Disconnect From Toxic People
By: | April 3, 2016

It’s nearly impossible to connect with toxic individuals or use MultiDentity principles within toxic organizational cultures. Toxic people create insurmountable barriers to building an environment that encourages people to risk letting others truly get to know them. I’m no longer surprised when I encounter individuals who let their personal issues or oversized egos permeate their work style, which negatively affects their coworkers.

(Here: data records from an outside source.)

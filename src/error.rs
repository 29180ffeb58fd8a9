//! Error types for imagegen-dl
//!
//! This module provides error handling for the library, including:
//! - Domain-specific error types (Surface, Download)
//! - The run-lifecycle rejection for duplicate start requests
//!
//! Generation timeouts and rate limits are deliberately *not* errors: they are
//! [`GenerationOutcome`](crate::types::GenerationOutcome) values consumed by
//! the retry loop. A timeout counts as a normal failed attempt; a rate limit
//! schedules a resubmission without touching the retry budget. Only the
//! failures below cross an API boundary as `Err`.

use thiserror::Error;

/// Result type alias for imagegen-dl operations
pub type Result<T> = std::result::Result<T, Error>;

/// Main error type for imagegen-dl
#[derive(Debug, Error)]
pub enum Error {
    /// A run is already active; start requests are rejected, never queued
    #[error("a run is already active")]
    RunActive,

    /// Interactive surface error
    #[error("surface error: {0}")]
    Surface(#[from] SurfaceError),

    /// Download handler error
    #[error("download error: {0}")]
    Download(#[from] DownloadError),

    /// A grammar or directive pattern failed to compile
    #[error("pattern error: {0}")]
    Pattern(#[from] regex::Error),
}

/// Errors reported by a [`ChatSurface`](crate::surface::ChatSurface) adapter
///
/// These are local, immediately-retryable failures: the orchestrator absorbs
/// them into the per-entry retry loop and they never propagate past the entry
/// boundary.
#[derive(Debug, Error)]
pub enum SurfaceError {
    /// The input control or its confirmation control is missing or disabled.
    /// A pre-flight failure raised before anything was submitted.
    #[error("input surface unavailable: {reason}")]
    InputUnavailable {
        /// What the adapter could not find or use
        reason: String,
    },

    /// The surface could not be observed on this poll tick
    #[error("snapshot failed: {reason}")]
    Snapshot {
        /// Why the observation failed
        reason: String,
    },
}

/// Errors raised by a [`DownloadHandler`](crate::download::DownloadHandler)
#[derive(Debug, Error)]
pub enum DownloadError {
    /// HTTP request failed
    #[error("request failed: {0}")]
    Http(#[from] reqwest::Error),

    /// Writing the downloaded file failed
    #[error("I/O error: {0}")]
    Io(#[from] std::io::Error),

    /// The source URL could not be parsed or carries an unsupported scheme
    #[error("invalid source url: {reason}")]
    InvalidUrl {
        /// Why the URL was rejected
        reason: String,
    },

    /// The relative filename would escape the download directory
    #[error("unsafe filename: {filename}")]
    UnsafeFilename {
        /// The rejected relative filename
        filename: String,
    },
}
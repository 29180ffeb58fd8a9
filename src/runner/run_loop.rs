//! The queue walk: retry policy, rate-limit pauses, and escalation
//!
//! One [`execute_run`] invocation processes one parsed script from start to
//! finish on its own task. Each prompt entry goes through a retry loop that
//! treats rate limits as scheduled pauses (not failures), escalates to the
//! probe prompt when the retry budget runs out, and always advances the
//! output numbering whether the entry succeeded or failed terminally.

use crate::artifacts;
use crate::config::RunOptions;
use crate::download::{DownloadHandler, DownloadRequest};
use crate::script::{QueueEntry, prompt_count};
use crate::surface::ChatSurface;
use crate::timeparse::{ProbeReply, TimeParser};
use crate::types::{FilePrefix, GenerationOutcome, RunEvent, Severity};
use std::collections::HashSet;
use std::sync::Arc;
use std::time::Duration;
use tokio::sync::broadcast;
use tokio_util::sync::CancellationToken;
use tracing::debug;

use super::countdown::{CountdownStyle, run_countdown};
use super::driver::Driver;
use super::emit_log;

/// Output folder used until the script's first config directive
const DEFAULT_FOLDER: &str = "AI_Images";

/// Pause between entries when the configured inter-prompt delay is zero.
/// Keeps a cancellation point between entries and lets the surface settle.
const MIN_INTER_PROMPT_DELAY: Duration = Duration::from_secs(2);

/// Everything a spawned run needs, moved onto its task
pub(crate) struct RunContext {
    pub surface: Arc<dyn ChatSurface>,
    pub downloads: Arc<dyn DownloadHandler>,
    pub events: broadcast::Sender<RunEvent>,
    pub cancel: CancellationToken,
    pub parser: TimeParser,
    pub options: RunOptions,
}

/// Mutable bookkeeping for one run: dedup set, output numbering, position.
///
/// Created when the run starts and dropped when it ends; nothing here
/// outlives the task.
struct RunState {
    /// Prompt texts submitted so far this run (unsuffixed), for the
    /// continuation-suffix logic on repeats
    used_prompts: HashSet<String>,
    current_prefix: FilePrefix,
    current_folder: String,
    variation: bool,
    current_ordinal: usize,
}

impl RunState {
    fn new() -> Self {
        Self {
            used_prompts: HashSet::new(),
            current_prefix: FilePrefix::default(),
            current_folder: DEFAULT_FOLDER.to_string(),
            variation: false,
            current_ordinal: 0,
        }
    }
}

/// How one prompt entry's processing ended
enum EntryOutcome {
    /// Success or terminal failure; numbering advances either way
    Resolved,
    /// Cancellation fired; the walk stops here
    Halted,
}

/// Per-entry retry scratch, discarded when the entry resolves
struct RetryContext {
    attempt: u32,
    last_error: String,
}

impl RetryContext {
    fn new() -> Self {
        Self {
            attempt: 0,
            last_error: "Unknown error".to_string(),
        }
    }
}
//! Traits and types for the chat surface seam
//!
//! [`ChatSurface`] abstracts the interactive conversation UI that a run
//! drives: a browser adapter in production, a scripted mock in tests. The
//! run loop only ever observes the surface through [`TurnSnapshot`] values,
//! so the generation state machine stays independent of any concrete DOM.

use crate::error::SurfaceError;
use async_trait::async_trait;

/// Point-in-time view of the newest response turn and page-level notices
#[must_use]
#[derive(Debug, Clone, Default)]
pub struct TurnSnapshot {
    /// A finish affordance (copy control) is present on the turn
    pub complete_signal: bool,
    /// A stop-generation control is still active
    pub stop_signal: bool,
    /// Images currently rendered in the turn, in document order
    pub images: Vec<ImageElement>,
    /// Full visible text of the turn
    pub text_content: String,
    /// Text of a dismissible rate-limit banner, when one is visible
    pub rate_limit_banner: Option<String>,
    /// An unresolved image-choice control, when one is visible
    pub choice_prompt: Option<ChoicePrompt>,
}

/// One image element visible in a turn
#[derive(Debug, Clone, PartialEq)]
pub struct ImageElement {
    /// Source URL
    pub url: String,
    /// Accessible description (alt text)
    pub description: String,
    /// Rendered width in pixels
    pub width: u32,
    /// Whether a blur or placeholder treatment covers the image
    pub blurred: bool,
    /// Rendered opacity, when the surface reports one
    pub opacity: Option<f64>,
}

/// A choice control asking the user to pick between candidate images
#[derive(Debug, Clone, Copy, PartialEq, Eq)]
pub struct ChoicePrompt {
    /// Number of selectable options
    pub option_count: usize,
    /// Whether a skip control is present
    pub has_skip: bool,
}

/// How to resolve a visible [`ChoicePrompt`]
#[derive(Debug, Clone, Copy, PartialEq, Eq)]
pub enum ChoiceAction {
    /// Select the option at this 0-based index
    Pick(usize),
    /// Use the skip control
    Skip,
}

/// Adapter over one interactive conversation surface.
///
/// Implementations are expected to be cheap to poll: [`latest_turn`] runs
/// once a second for up to twenty minutes per prompt. All methods take
/// `&self`; an adapter that needs interior state manages its own locking.
///
/// [`latest_turn`]: Self::latest_turn
#[async_trait]
pub trait ChatSurface: Send + Sync {
    /// Type `text` into the input surface and confirm the submission.
    ///
    /// # Errors
    ///
    /// Returns [`SurfaceError::InputUnavailable`] when the input element or
    /// its confirmation control cannot be located or is disabled. This is a
    /// local, pre-flight failure; it never represents a timeout.
    async fn submit_text(&self, text: &str) -> Result<(), SurfaceError>;

    /// Count of completed response turns in the conversation
    async fn completed_turns(&self) -> Result<usize, SurfaceError>;

    /// Snapshot the newest turn plus page-level notices.
    ///
    /// Must succeed (with an empty snapshot) even before any turn exists,
    /// so a rate-limit banner that pre-empts the first response is still
    /// observable.
    async fn latest_turn(&self) -> Result<TurnSnapshot, SurfaceError>;

    /// Dismiss a visible rate-limit banner; no-op when none is showing
    async fn dismiss_rate_limit_banner(&self);

    /// Resolve a visible image-choice control
    async fn resolve_choice(&self, action: ChoiceAction) -> Result<(), SurfaceError>;

    /// Human-readable name for logging
    fn name(&self) -> &'static str;
}
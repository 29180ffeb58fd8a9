//! # imagegen-dl
//!
//! Backend library for automating prompt queues against chat-based
//! image-generation UIs, with rate-limit-aware retry and recovery.
//!
//! ## Design Philosophy
//!
//! imagegen-dl is designed to be:
//! - **Library-first** - No CLI or UI, purely a Rust crate for embedding
//! - **Event-driven** - Consumers subscribe to run events, no polling required
//! - **Surface-agnostic** - The conversation UI sits behind a trait; any
//!   browser or API adapter plugs in
//! - **Unattended-friendly** - Rate limits pause the run for minutes or hours
//!   and resume on their own; only a genuine dead end gives up on a prompt
//!
//! ## Quick Start
//!
//! ```no_run
//! use imagegen_dl::{HttpDownloadHandler, PromptRunner, RunOptions};
//! # use imagegen_dl::ChatSurface;
//! use std::sync::Arc;
//!
//! # async fn example(surface: Arc<dyn ChatSurface>) -> Result<(), Box<dyn std::error::Error>> {
//! let downloads = Arc::new(HttpDownloadHandler::new("./output")?);
//! let runner = PromptRunner::new(surface, downloads);
//!
//! // Subscribe to events
//! let mut events = runner.subscribe();
//! tokio::spawn(async move {
//!     while let Ok(event) = events.recv().await {
//!         println!("Event: {:?}", event);
//!     }
//! });
//!
//! let script = "\
//! ##### 00001 \"Castle Series\"
//! A castle at dawn, oil painting
//! The same castle at dusk";
//! runner.start_run(RunOptions::new(script)).await?;
//! # Ok(())
//! # }
//! ```

#![warn(missing_docs)]
#![warn(clippy::all)]
#![warn(clippy::unwrap_used)]
#![warn(clippy::expect_used)]

/// Failure artifacts and output filenames
pub mod artifacts;
/// Run configuration
pub mod config;
/// Download requests and handlers
pub mod download;
/// Error types
pub mod error;
/// Run lifecycle and orchestration
pub mod runner;
/// Prompt script parsing
pub mod script;
/// Chat surface seam
pub mod surface;
/// Wait-time extraction from rate-limit phrasing
pub mod timeparse;
/// Core types and events
pub mod types;

// Re-export commonly used types
pub use config::{DEFAULT_PROBE_PROMPT, RunOptions};
pub use download::{DownloadHandler, DownloadRequest, HttpDownloadHandler, NoOpDownloadHandler};
pub use error::{DownloadError, Error, Result, SurfaceError};
pub use runner::PromptRunner;
pub use script::{QueueEntry, ScriptParser};
pub use surface::{ChatSurface, ChoiceAction, ChoicePrompt, ImageElement, TurnSnapshot};
pub use timeparse::{LimitGrammar, ProbeReply, TimeParser};
pub use types::{FilePrefix, GenerationOutcome, RunEvent, Severity};
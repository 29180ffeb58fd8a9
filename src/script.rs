//! Prompt script parsing
//!
//! A script is a flat block of text: one prompt per line, blank lines
//! ignored, and `#####` config directive lines that retarget the output
//! folder, file prefix, and variation mode for the prompts that follow.
//! Parsing is pure; all run-time bookkeeping (dedup, skip, numbering)
//! happens in the run loop.

use crate::error::Result;
use crate::types::FilePrefix;
use regex::Regex;
use tracing::warn;

/// One parsed script line, immutable once produced
#[derive(Clone, Debug, PartialEq)]
pub enum QueueEntry {
    /// Retargets output naming for the prompts that follow
    ConfigDirective {
        /// Starting file prefix for the block
        prefix: FilePrefix,
        /// Output folder (relative, may contain spaces)
        folder: String,
        /// Whether prompts in the block are variations of an earlier image
        is_variation: bool,
    },

    /// A prompt to submit
    Prompt {
        /// The prompt text, trimmed
        text: String,
        /// 1-based position among prompt lines, directives excluded
        ordinal: usize,
    },
}

/// Parses prompt scripts into ordered queue entries.
///
/// Directive grammar: `#####`, optional `Variation` keyword (any case), an
/// integer prefix, then a double-quoted folder name. Example:
///
/// ```text
/// ##### 00005 "Castle Series"
/// A castle at dawn, oil painting
/// ##### Variation 00010 "Castle Variants"
/// The same castle in winter
/// ```
#[derive(Debug)]
pub struct ScriptParser {
    directive: Regex,
}

impl ScriptParser {
    /// Build a parser with the directive grammar compiled
    pub fn new() -> Result<Self> {
        Ok(Self {
            directive: Regex::new(r#"(?i)^#####\s+(Variation\s+)?(\d+)\s+"([^"]*)""#)?,
        })
    }

    /// Parse a script into entries, in source order.
    ///
    /// Handles both bare and carriage-return line terminators. Lines that
    /// start like a directive but do not match the grammar are kept as
    /// prompts, so a typo surfaces visibly in the conversation instead of
    /// being dropped. A directive whose prefix overflows is skipped with a
    /// warning; it cannot have been meant as a prompt.
    pub fn parse(&self, script: &str) -> Vec<QueueEntry> {
        let mut entries = Vec::new();
        let mut ordinal = 0;

        for line in script.lines() {
            let line = line.trim();
            if line.is_empty() {
                continue;
            }

            if let Some(caps) = self.directive.captures(line) {
                let digits = caps.get(2).map(|m| m.as_str()).unwrap_or_default();
                let Some(prefix) = FilePrefix::from_digits(digits) else {
                    warn!(line, "skipping config directive with out-of-range prefix");
                    continue;
                };
                entries.push(QueueEntry::ConfigDirective {
                    prefix,
                    folder: caps.get(3).map(|m| m.as_str()).unwrap_or_default().to_string(),
                    is_variation: caps.get(1).is_some(),
                });
            } else {
                ordinal += 1;
                entries.push(QueueEntry::Prompt {
                    text: line.to_string(),
                    ordinal,
                });
            }
        }

        entries
    }
}

/// Number of prompt entries in a parsed script
pub fn prompt_count(entries: &[QueueEntry]) -> usize {
    entries
        .iter()
        .filter(|entry| matches!(entry, QueueEntry::Prompt { .. }))
        .count()
}
use crate::config::RunOptions;
use crate::runner::PromptRunner;
use crate::runner::test_helpers::{
    Exchange, MockSurface, RecordingDownloads, collect_events, wait_for_run_end,
};
use crate::types::RunEvent;
use std::sync::Arc;


/// Runner over a scripted surface and a recording download handler
fn create_test_runner(
    exchanges: Vec<Exchange>,
) -> (PromptRunner, Arc<MockSurface>, Arc<RecordingDownloads>) {
    let surface = MockSurface::new(exchanges);
    let downloads = RecordingDownloads::new();
    let runner = PromptRunner::new(surface.clone(), downloads.clone());
    (runner, surface, downloads)
}

/// Options tuned for fast virtual-clock tests
fn fast_options(script: &str) -> RunOptions {
    let mut options = RunOptions::new(script);
    options.inter_prompt_delay_secs = 1;
    options.retry_delay_secs = 1;
    options
}

fn run_ended_completed(events: &[RunEvent]) -> Option<bool> {
    events.iter().rev().find_map(|event| match event {
        RunEvent::RunEnded { completed } => Some(*completed),
        _ => None,
    })
}
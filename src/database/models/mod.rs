pub mod bookmark;
pub mod user;

pub use bookmark::{Bookmark, BookmarkFilter, BookmarkPatch, NewBookmark};
pub use user::{NewUser, User, UserFilter, UserPatch};
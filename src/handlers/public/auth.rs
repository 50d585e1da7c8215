use axum::extract::State;

use crate::app::AppState;
use crate::handlers::dto::{AuthDto, Valid};
use crate::middleware::{ApiResponse, ApiResult};
use crate::services::AccessToken;

/// POST /auth/signup - Register with email + password, returns `{ access_token }`
pub async fn signup(
    State(state): State<AppState>,
    Valid(credentials): Valid<AuthDto>,
) -> ApiResult<AccessToken> {
    let token = state.users.signup(credentials).await?;
    Ok(ApiResponse::created(token))
}

/// POST /auth/signin - Exchange email + password for `{ access_token }`
pub async fn signin(
    State(state): State<AppState>,
    Valid(credentials): Valid<AuthDto>,
) -> ApiResult<AccessToken> {
    let token = state.users.signin(credentials).await?;
    Ok(ApiResponse::success(token))
}
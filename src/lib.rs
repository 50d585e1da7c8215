pub mod app;
pub mod auth;
pub mod config;
pub mod database;
pub mod error;
pub mod handlers;
pub mod middleware;
pub mod services;
use crate::database::models::Bookmark;

/// A record that belongs to exactly one user
pub trait Owned {
    fn owner_id(&self) -> i64;
}

impl Owned for Bookmark {
    fn owner_id(&self) -> i64 {
        self.owner_id
    }
}

#[derive(Debug, Clone, Copy, PartialEq, Eq)]
pub enum Access {
    Allowed,
    Denied,
}

impl Access {
    pub fn is_allowed(self) -> bool {
        self == Access::Allowed
    }
}

/// Allowed iff the caller is the recorded owner
pub fn authorize<E: Owned + ?Sized>(entity: &E, caller_id: i64) -> Access {
    if entity.owner_id() == caller_id {
        Access::Allowed
    } else {
        Access::Denied
    }
}
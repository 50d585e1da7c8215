use std::sync::atomic::{AtomicUsize, Ordering};
use std::sync::{Arc, OnceLock};
use std::time::{Duration, Instant};

use anyhow::{Context, Result};
use bookmarks_api::app::{router, AppState};
use bookmarks_api::auth::JwtIdentity;
use bookmarks_api::config::AppConfig;
use bookmarks_api::database::MemoryStore;
use reqwest::StatusCode;
use serde_json::{json, Value};

static SERVER: OnceLock<TestServer> = OnceLock::new();
static EMAIL_SEQ: AtomicUsize = AtomicUsize::new(0);

pub struct TestServer {
    pub port: u16,
    pub base_url: String,
}

impl TestServer {
    fn spawn() -> Result<Self> {
        // Pick an unused port for isolation
        let port = portpicker::pick_unused_port().context("failed to pick free port")?;
        let base_url = format!("http://127.0.0.1:{}", port);

        let mut config = AppConfig::development();
        config.api.enable_request_logging = false;
        let identity = Arc::new(JwtIdentity::new("integration-test-secret", 1)?);
        let state = AppState::new(Arc::new(MemoryStore::new()), identity);
        let app = router(state, &config.api, &config.security);

        // Own runtime on its own thread so the server outlives each test's runtime
        std::thread::spawn(move || {
            let runtime = tokio::runtime::Builder::new_multi_thread()
                .enable_all()
                .build()
                .expect("failed to build server runtime");
            runtime.block_on(async move {
                let listener = tokio::net::TcpListener::bind(("127.0.0.1", port))
                    .await
                    .expect("failed to bind test port");
                axum::serve(listener, app).await.expect("server");
            });
        });

        Ok(Self { port, base_url })
    }

    async fn wait_ready(&self, timeout: Duration) -> Result<()> {
        let client = reqwest::Client::new();
        let deadline = Instant::now() + timeout;
        loop {
            if Instant::now() > deadline {
                break;
            }
            let url = format!("{}/health", self.base_url);
            if let Ok(resp) = client.get(&url).send().await {
                if resp.status() == StatusCode::OK {
                    return Ok(());
                }
            }
            tokio::time::sleep(Duration::from_millis(50)).await;
        }
        anyhow::bail!("server did not become ready on {} within {:?}", self.base_url, timeout)
    }

    pub fn url(&self, path: &str) -> String {
        format!("{}{}", self.base_url, path)
    }
}

pub async fn ensure_server() -> Result<&'static TestServer> {
    let server = SERVER.get_or_init(|| TestServer::spawn().expect("failed to spawn test server"));
    server.wait_ready(Duration::from_secs(10)).await?;
    Ok(server)
}

/// Email address no other test in this process will use
pub fn unique_email(prefix: &str) -> String {
    let n = EMAIL_SEQ.fetch_add(1, Ordering::SeqCst);
    format!("{}-{}-{}@test.local", prefix, std::process::id(), n)
}

/// Sign up a fresh user and return their bearer token
pub async fn signup(server: &TestServer, email: &str, password: &str) -> Result<String> {
    let res = reqwest::Client::new()
        .post(server.url("/auth/signup"))
        .json(&json!({ "email": email, "password": password }))
        .send()
        .await?;
    anyhow::ensure!(res.status() == StatusCode::CREATED, "signup failed: {}", res.status());

    let body: Value = res.json().await?;
    body["data"]["access_token"]
        .as_str()
        .map(str::to_string)
        .context("signup response missing access_token")
}
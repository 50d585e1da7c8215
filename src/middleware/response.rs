use axum::{
    http::StatusCode,
    response::{IntoResponse, Json, Response},
};
use serde::Serialize;

/// Success envelope written to the wire: `{ "success": true, "data": ... }`
#[derive(Serialize)]
struct Envelope<'a, T: Serialize> {
    success: bool,
    data: &'a T,
}

/// Handler return value that wraps its payload in the success envelope
#[derive(Debug)]
pub struct ApiResponse<T: Serialize> {
    pub data: T,
    pub status_code: StatusCode,
}

impl<T: Serialize> ApiResponse<T> {
    /// 200 OK
    pub fn success(data: T) -> Self {
        Self::with_status(data, StatusCode::OK)
    }

    pub fn with_status(data: T, status_code: StatusCode) -> Self {
        Self { data, status_code }
    }

    /// 201 Created
    pub fn created(data: T) -> Self {
        Self::with_status(data, StatusCode::CREATED)
    }
}

impl ApiResponse<()> {
    /// 204 No Content; the body is dropped
    pub fn no_content() -> Self {
        Self::with_status((), StatusCode::NO_CONTENT)
    }
}

impl<T: Serialize> IntoResponse for ApiResponse<T> {
    fn into_response(self) -> Response {
        if self.status_code == StatusCode::NO_CONTENT {
            return self.status_code.into_response();
        }

        let envelope = Envelope {
            success: true,
            data: &self.data,
        };
        (self.status_code, Json(envelope)).into_response()
    }
}

pub type ApiResult<T> = Result<ApiResponse<T>, crate::error::ApiError>;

Although we’d like to think otherwise, many organizations with dysfunctional cultures are still successful when measuring their return on investment. Organizations often prefer to ignore the angry boss, the petty or malicious supervisor, the abusive teammate, or the vindictive department director especially if when they contribute to the mission or meet the financial bottom line. People who work for toxic managers and with toxic coworkers tend to feel as if they’re consistently under attack, lacking in professional or emotional support, powerless, and unable to identify the cause of their pain and discomfort. None of this is a formula to build high-performing teams or social environments. Still, these peoples’ toxic attitudes and behaviors have a devastating impact on their colleagues, causing psychological distress and morale problems. Toxic attitudes and behaviors often lead to financial losses due to lost productivity, employee turnover, grievances, and lawsuits. Remember that relationships, information, and ideas need to move freely among all kinds of people in today’s global environment.
Here lies the MultiDentity challenge.
With so many different kinds of people in the mix many people will interpret toxic behaviors as intolerance or bias related to some aspect of their identity. I’ve found this was especially true when toxic personalities interact with people who are a minority within the team, or who hold less power in the work relationship.
Toxic colleagues can trigger reactions across a broad range of identity differences. People of color can attribute the negative behavior to race; women can attribute it to gender; younger employees believe it has to do with age; people who speak with an accent think it relates to language or nationality, and so on.
Get Some Emotional Distance
If you’re relating a toxic person, remember that you’re not powerless. Rise above it by gaining emotional distance, and observe the interactions instead of feeding into them so that you aren’t hooked. Create boundaries, such as when and where you meet, what the agenda will be, or when to end a discussion or meeting because you sense it’s about to become counterproductive. Don’t be too quick to judge that what you’re experiencing relates to some aspect of your identity—remember, it’s not about you, but rather the other person’s inability to manage his or her behavior in a professional manner. It’s also about the organization tolerating that behavior, which at some point should lead you to ask why you’re there in the first place. You have to be good at taking care of yourself in a MultiDentity world. You can’t wait for institutions to rescue you. Stress is a serious threat to your mental and physical health, and you need to be healthy and well to succeed. Chronic stress diminishes your ability to perform and thrive.
Use your support network of family and friends to help you get a different perspective on what you’re experiencing before you make important decisions involving a toxic colleague. Don’t react before you make a strategy, and be thoughtful about which battles you take on.
If you’re in a leadership role and one or more employees brings you examples of a toxic manager in your organization, use your position power to investigate, coach, or discipline the manager. Courageous action speaks louder than words, and you’re responsible as a leader for safeguarding your company’s significant investments in human assets. A bad manager or toxic employee harms your other employees’ performances and damages your organization’s brand and public identity.